3 Ti ripeto l’esortazione che ti feci mentre andavo in Macedonia, di rimanere a Efeso per ordinare ad alcuni di non insegnare dottrine diverse 

4 e di non occuparsi di favole e di genealogie senza fine, le quali suscitano discussioni invece di promuovere l’opera di Dio, che è fondata sulla fede. 

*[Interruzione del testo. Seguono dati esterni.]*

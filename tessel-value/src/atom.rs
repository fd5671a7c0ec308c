// tessel-value - Atoms
// Copyright (c) 2025 Tom Waddington. MIT licensed.

//! Mutable single-value cells with change notification.

// Value keys may hold interior-mutable containers
#![allow(clippy::mutable_key_type)]

use std::cell::RefCell;
use std::fmt;
use std::rc::Rc;

use indexmap::IndexMap;

use crate::error::Result;
use crate::function::NativeFn;
use crate::value::Value;

struct AtomInner {
    value: RefCell<Value>,
    /// Watch key -> callback, notified in insertion order
    watches: RefCell<IndexMap<Value, NativeFn>>,
}

/// An atom holding one value at a time.
///
/// Every replacement through [`Atom::reset`] or [`Atom::swap`] calls each
/// watch synchronously with `(key, atom, old, new)`.
#[derive(Clone)]
pub struct Atom(Rc<AtomInner>);

impl Atom {
    pub fn new(value: Value) -> Self {
        Atom(Rc::new(AtomInner {
            value: RefCell::new(value),
            watches: RefCell::new(IndexMap::new()),
        }))
    }

    /// Current value.
    pub fn deref(&self) -> Value {
        self.0.value.borrow().clone()
    }

    /// Replace the value, notify watches, and return the new value.
    ///
    /// The value stays replaced even when a watch fails; the first watch
    /// error is returned and later watches are skipped.
    pub fn reset(&self, new_val: Value) -> Result<Value> {
        let old_val = self.0.value.replace(new_val.clone());
        let watches: Vec<(Value, NativeFn)> = self
            .0
            .watches
            .borrow()
            .iter()
            .map(|(k, f)| (k.clone(), f.clone()))
            .collect();
        if !watches.is_empty() {
            tracing::trace!(target: "tessel::atom", watches = watches.len(), "notifying watches");
        }
        for (key, watch) in watches {
            watch.call(&[key, Value::Atom(self.clone()), old_val.clone(), new_val.clone()])?;
        }
        Ok(new_val)
    }

    /// Replace the value with `f(current)`.
    pub fn swap<F>(&self, f: F) -> Result<Value>
    where
        F: FnOnce(Value) -> Result<Value>,
    {
        let new_val = f(self.deref())?;
        self.reset(new_val)
    }

    pub fn add_watch(&self, key: Value, f: NativeFn) {
        self.0.watches.borrow_mut().insert(key, f);
    }

    pub fn remove_watch(&self, key: &Value) {
        self.0.watches.borrow_mut().shift_remove(key);
    }

    pub fn watch_count(&self) -> usize {
        self.0.watches.borrow().len()
    }

    pub(crate) fn addr(&self) -> usize {
        Rc::as_ptr(&self.0) as usize
    }
}

impl fmt::Debug for Atom {
    fn fmt(&self, f: &mut fmt::Formatter<'_>) -> fmt::Result {
        write!(f, "#<atom {}>", self.0.value.borrow())
    }
}

impl PartialEq for Atom {
    fn eq(&self, other: &Self) -> bool {
        // Atoms are equal if they are the same cell
        Rc::ptr_eq(&self.0, &other.0)
    }
}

5 Lo scopo di questo incarico è l’amore che viene da un cuore puro, da una buona coscienza e da una fede sincera. 

6 Alcuni hanno deviato da queste cose e si sono abbandonati a discorsi senza senso. 

7 Vogliono essere dottori della legge, ma in realtà non sanno né quello che dicono né quello che affermano con certezza. 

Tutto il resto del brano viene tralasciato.